[WHAT NEEDS TO BE DONE]: Print the lines that run from the line with "default_value = GRID_KML_URL)]" to the line with "tracing_subscriber::fmt::init();", keeping both end lines, exactly as they appear in the entries below, and nothing else.

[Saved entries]
^^^^^^^^^^^^^^^^

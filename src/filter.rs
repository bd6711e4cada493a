use rayon::prelude::*;
use tracing::info;

use crate::land::LandMask;
use crate::model::GridCollection;

/// 陸域マスクと交わるタイルだけを元の順序のまま残す
pub fn filter_land(grid: &GridCollection, mask: &LandMask) -> GridCollection {
    let start_time = std::time::Instant::now();

    let keep: Vec<bool> = grid
        .tiles()
        .par_iter()
        .map(|tile| mask.intersects(&tile.geometry))
        .collect();

    let land: GridCollection = grid
        .tiles()
        .iter()
        .zip(keep)
        .filter(|(_, keep)| *keep)
        .map(|(tile, _)| tile.clone())
        .collect();

    info!(
        "Land filter kept {} of {} tiles in {:?}",
        land.len(),
        grid.len(),
        start_time.elapsed()
    );
    land
}
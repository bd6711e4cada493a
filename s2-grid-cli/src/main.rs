use anyhow::{Context, Result};
use clap::Parser;
use rayon::ThreadPoolBuilder;
use s2_grid::{
    run, Compression, Downloader, PipelineConfig, WriterOptions, GRID_KML_URL, LAND_GEOJSON_URL,
};
use std::path::PathBuf;
use tracing::{error, info};

/// Sentinel-2 のMGRSタイリンググリッドをGeoParquetに変換する
///
/// `--download` を付けると、GRID と `--land-mask` のパスにファイルが無い場合に取得する。
#[derive(Parser, Debug)]
#[command(author, version, about, long_about = None)]
struct Args {
    /// 入力グリッド (KMLまたはKMZ)
    #[arg(value_name = "GRID")]
    grid: PathBuf,

    /// 陸域ポリゴンのGeoJSON（例: ne_10m_land.geojson）
    #[arg(long, value_name = "GEOJSON")]
    land_mask: PathBuf,

    /// 出力ディレクトリ
    #[arg(short, long, value_name = "DIR")]
    output: PathBuf,

    /// 並列処理スレッド数（デフォルト: CPUコア数）
    #[arg(short, long)]
    threads: Option<usize>,

    /// 全タイルの出力ファイル名
    #[arg(long, default_value = "s2_grid.parquet")]
    full_name: String,

    /// 陸域タイルの出力ファイル名
    #[arg(long, default_value = "s2_grid_land.parquet")]
    land_name: String,

    /// 圧縮方式 (snappy, zstd, uncompressed)
    #[arg(long, default_value = "snappy")]
    compression: Compression,

    /// 1行グループあたりの最大行数
    #[arg(long, default_value_t = 16_384)]
    row_group_size: usize,

    /// bbox covering列を追加（リモートクエリの絞り込み用）
    #[arg(long)]
    bbox_covering: bool,

    /// 書き出し後にファイルを読み戻して検証
    #[arg(long)]
    verify: bool,

    /// 入力ファイルが無ければダウンロードする
    #[arg(long)]
    download: bool,

    /// グリッドの取得元
    #[arg(long, value_name = "URL", default_value = GRID_KML_URL)]
    grid_url: String,

    /// 陸域マスクの取得元
    #[arg(long, value_name = "URL", default_value = LAND_GEOJSON_URL)]
    land_mask_url: String,
}

fn main() -> Result<()> {
    // ログの初期化
    tracing_subscriber::fmt::init();

    let args = Args::parse();
    let start_time = std::time::Instant::now();

    // スレッドプールの設定
    if let Some(threads) = args.threads {
        ThreadPoolBuilder::new()
            .num_threads(threads)
            .build_global()
            .context("Failed to build thread pool")?;
    }

    if args.download {
        let downloader = Downloader::new()?;
        downloader
            .fetch_if_missing(&args.grid_url, &args.grid)
            .context("Failed to fetch grid")?;
        downloader
            .fetch_if_missing(&args.land_mask_url, &args.land_mask)
            .context("Failed to fetch land mask")?;
    }

    if !args.grid.is_file() {
        error!("Invalid grid path: {:?}", args.grid);
        anyhow::bail!("Grid path must be a .kml or .kmz file");
    }

    let config = PipelineConfig {
        grid_path: args.grid,
        land_mask_path: args.land_mask,
        output_dir: args.output,
        full_file_name: args.full_name,
        land_file_name: args.land_name,
        writer: WriterOptions {
            compression: args.compression,
            max_row_group_size: args.row_group_size,
            bbox_covering: args.bbox_covering,
        },
        verify: args.verify,
    };

    let summary = run(&config)?;
    info!("Full grid: {:?} ({} tiles)", summary.full_path, summary.total_tiles);
    info!("Land grid: {:?} ({} tiles)", summary.land_path, summary.land_tiles);

    info!("Total processing time: {:?}", start_time.elapsed());
    Ok(())
}
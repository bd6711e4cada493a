use std::fmt;
use std::str::FromStr;

use geo::{BoundingRect, Polygon, Rect};

use crate::error::{GridError, Result};
use crate::mgrs::MgrsTileId;

/// 投影座標系での外接矩形
#[derive(Debug, Clone, Copy, PartialEq)]
pub struct ProjectedBounds {
    pub min_x: f64,
    pub min_y: f64,
    pub max_x: f64,
    pub max_y: f64,
}

impl ProjectedBounds {
    /// 頂点列の座標ごとの最小/最大
    pub fn from_points<I>(points: I) -> Option<Self>
    where
        I: IntoIterator<Item = (f64, f64)>,
    {
        let mut iter = points.into_iter();
        let (x, y) = iter.next()?;
        let mut bounds = Self {
            min_x: x,
            min_y: y,
            max_x: x,
            max_y: y,
        };
        for (x, y) in iter {
            bounds.min_x = bounds.min_x.min(x);
            bounds.min_y = bounds.min_y.min(y);
            bounds.max_x = bounds.max_x.max(x);
            bounds.max_y = bounds.max_y.max(y);
        }
        Some(bounds)
    }

    pub fn is_valid(&self) -> bool {
        [self.min_x, self.min_y, self.max_x, self.max_y]
            .iter()
            .all(|v| v.is_finite())
            && self.min_x <= self.max_x
            && self.min_y <= self.max_y
    }

    pub fn width(&self) -> f64 {
        self.max_x - self.min_x
    }

    pub fn height(&self) -> f64 {
        self.max_y - self.min_y
    }

    /// 各辺の差が `tolerance` 以内か
    pub fn approx_eq(&self, other: &Self, tolerance: f64) -> bool {
        (self.min_x - other.min_x).abs() <= tolerance
            && (self.min_y - other.min_y).abs() <= tolerance
            && (self.max_x - other.max_x).abs() <= tolerance
            && (self.max_y - other.max_y).abs() <= tolerance
    }
}

/// `[min_x, min_y, max_x, max_y]` 形式（JSON配列として読める）
impl fmt::Display for ProjectedBounds {
    fn fmt(&self, f: &mut fmt::Formatter<'_>) -> fmt::Result {
        write!(
            f,
            "[{}, {}, {}, {}]",
            self.min_x, self.min_y, self.max_x, self.max_y
        )
    }
}

impl FromStr for ProjectedBounds {
    type Err = GridError;

    fn from_str(s: &str) -> Result<Self> {
        let inner = s
            .trim()
            .strip_prefix('[')
            .and_then(|rest| rest.strip_suffix(']'))
            .ok_or_else(|| GridError::read(format!("invalid bounds string '{}'", s)))?;

        let values = inner
            .split(',')
            .map(|part| part.trim().parse::<f64>())
            .collect::<std::result::Result<Vec<_>, _>>()
            .map_err(|e| GridError::read(format!("invalid bounds string '{}': {}", s, e)))?;

        match values.as_slice() {
            [min_x, min_y, max_x, max_y] => Ok(Self {
                min_x: *min_x,
                min_y: *min_y,
                max_x: *max_x,
                max_y: *max_y,
            }),
            _ => Err(GridError::read(format!(
                "bounds string '{}' must hold 4 numbers",
                s
            ))),
        }
    }
}

/// ローダーが読み取った投影前のタイル
#[derive(Debug, Clone, PartialEq)]
pub struct TileRecord {
    pub tile_id: MgrsTileId,
    pub geometry: Polygon<f64>,
    /// KMLのdescriptionに記載されたEPSG（照合用）
    pub declared_epsg: Option<u32>,
    /// descriptionの `UTM_WKT` から求めたUTM座標の外接矩形（照合用）
    pub declared_utm_bounds: Option<ProjectedBounds>,
}

#[derive(Debug, Clone, Default, PartialEq)]
pub struct SourceGrid {
    pub records: Vec<TileRecord>,
}

impl SourceGrid {
    pub fn len(&self) -> usize {
        self.records.len()
    }

    pub fn is_empty(&self) -> bool {
        self.records.is_empty()
    }
}

/// グリッドの1タイル
#[derive(Debug, Clone, PartialEq)]
pub struct Tile {
    pub tile_id: String,
    pub epsg: u32,
    /// 投影座標系のWKT定義
    pub utm_wkt: String,
    pub utm_bounds: ProjectedBounds,
    /// 経緯度 (EPSG:4326) のポリゴン
    pub geometry: Polygon<f64>,
}

/// 同一スキーマのタイル列（順序を保持する）
#[derive(Debug, Clone, Default, PartialEq)]
pub struct GridCollection {
    tiles: Vec<Tile>,
}

impl GridCollection {
    pub fn new(tiles: Vec<Tile>) -> Self {
        Self { tiles }
    }

    pub fn tiles(&self) -> &[Tile] {
        &self.tiles
    }

    pub fn len(&self) -> usize {
        self.tiles.len()
    }

    pub fn is_empty(&self) -> bool {
        self.tiles.is_empty()
    }

    pub fn get(&self, tile_id: &str) -> Option<&Tile> {
        self.tiles.iter().find(|t| t.tile_id == tile_id)
    }

    /// 全タイルのジオメトリの外接矩形
    pub fn bounding_rect(&self) -> Option<Rect<f64>> {
        self.tiles
            .iter()
            .filter_map(|t| t.geometry.bounding_rect())
            .reduce(|a, b| {
                Rect::new(
                    (a.min().x.min(b.min().x), a.min().y.min(b.min().y)),
                    (a.max().x.max(b.max().x), a.max().y.max(b.max().y)),
                )
            })
    }

    pub fn into_tiles(self) -> Vec<Tile> {
        self.tiles
    }
}

impl FromIterator<Tile> for GridCollection {
    fn from_iter<I: IntoIterator<Item = Tile>>(iter: I) -> Self {
        Self::new(iter.into_iter().collect())
    }
}
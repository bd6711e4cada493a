//! 入力データ (ESAグリッドKML / Natural Earth陸域GeoJSON) の取得

use std::fs::{self, File};
use std::io::{BufWriter, Write};
use std::path::{Path, PathBuf};
use std::time::Duration;

use reqwest::blocking::Client;
use tracing::{debug, info};

use crate::error::{GridError, Result};
use crate::pipeline::partial_path;

pub const GRID_KML_URL: &str = "https://sentinel.esa.int/documents/247904/1955685/S2A_OPER_GIP_TILPAR_MPC__20151209T095117_V20150622T000000_21000101T000000_B00.kml";
pub const LAND_GEOJSON_URL: &str =
    "https://github.com/nvkelso/natural-earth-vector/raw/v5.1.2/geojson/ne_10m_land.geojson";

const REQUEST_TIMEOUT: Duration = Duration::from_secs(600);
const CONNECT_TIMEOUT: Duration = Duration::from_secs(30);

/// URL末尾のファイル名
pub fn file_name_from_url(url: &str) -> Option<&str> {
    let path = url.split(['?', '#']).next()?;
    path.rsplit('/').next().filter(|name| !name.is_empty())
}

pub struct Downloader {
    client: Client,
}

impl Downloader {
    pub fn new() -> Result<Self> {
        let client = Client::builder()
            .timeout(REQUEST_TIMEOUT)
            .connect_timeout(CONNECT_TIMEOUT)
            .build()
            .map_err(|e| GridError::download("(client)", e))?;
        Ok(Self { client })
    }

    /// `dest` が無ければ `url` から取得する。既にあれば何もしない。
    ///
    /// 本体は `<dest>.partial` に書いてからリネームするため、
    /// 中断しても不完全なファイルが `dest` に残ることはない。
    pub fn fetch_if_missing(&self, url: &str, dest: &Path) -> Result<PathBuf> {
        if dest.exists() {
            info!("{:?} already exists, skipping download", dest);
            return Ok(dest.to_path_buf());
        }

        if let Some(parent) = dest.parent().filter(|p| !p.as_os_str().is_empty()) {
            fs::create_dir_all(parent).map_err(|e| GridError::download(url, e))?;
        }

        let partial = partial_path(dest);
        info!("Downloading {} -> {:?}", url, dest);
        match self.fetch_to(url, &partial) {
            Ok(bytes) => {
                fs::rename(&partial, dest).map_err(|e| {
                    GridError::download(url, format!("Failed to rename {:?}: {}", partial, e))
                })?;
                info!("Downloaded {:?} ({} bytes)", dest, bytes);
                Ok(dest.to_path_buf())
            }
            Err(e) => {
                if partial.exists() {
                    let _ = fs::remove_file(&partial);
                }
                Err(e)
            }
        }
    }

    fn fetch_to(&self, url: &str, path: &Path) -> Result<u64> {
        let mut response = self
            .client
            .get(url)
            .send()
            .and_then(|r| r.error_for_status())
            .map_err(|e| GridError::download(url, e))?;
        let expected = response.content_length();

        let file = File::create(path).map_err(|e| GridError::download(url, e))?;
        let mut writer = BufWriter::new(file);
        let bytes = response
            .copy_to(&mut writer)
            .map_err(|e| GridError::download(url, e))?;
        writer.flush().map_err(|e| GridError::download(url, e))?;

        if let Some(expected) = expected {
            if bytes != expected {
                return Err(GridError::download(
                    url,
                    format!("size mismatch: expected {} bytes, got {}", expected, bytes),
                ));
            }
        }
        debug!("Fetched {} bytes from {}", bytes, url);
        Ok(bytes)
    }
}
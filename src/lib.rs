pub mod crs;
pub mod download;
pub mod error;
pub mod filter;
pub mod geometry;
pub mod kmz;
pub mod land;
pub mod mgrs;
pub mod model;
pub mod parser;
pub mod pipeline;
pub mod reader;
pub mod reproject;
pub mod writer;

pub use crs::decode_epsg;
pub use download::{Downloader, GRID_KML_URL, LAND_GEOJSON_URL};
pub use error::{GridError, Result};
pub use filter::filter_land;
pub use kmz::KmzHandler;
pub use land::LandMask;
pub use mgrs::{Hemisphere, MgrsTileId, UtmZone};
pub use model::{GridCollection, ProjectedBounds, SourceGrid, Tile, TileRecord};
pub use parser::load_grid;
pub use pipeline::{run, PipelineConfig, PipelineSummary};
pub use reader::read_grid;
pub use reproject::resolve_grid;
pub use writer::{Compression, GeoParquetWriter, WriterOptions};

^^^^^^^^^^^^^^^^

[RESULT]:
    #[arg(long, value_name = "URL", default_value = GRID_KML_URL)]
    grid_url: String,

    /// 陸域マスクの取得元
    #[arg(long, value_name = "URL", default_value = LAND_GEOJSON_URL)]
    land_mask_url: String,
}

fn main() -> Result<()> {
    // ログの初期化
    tracing_subscriber::fmt::init();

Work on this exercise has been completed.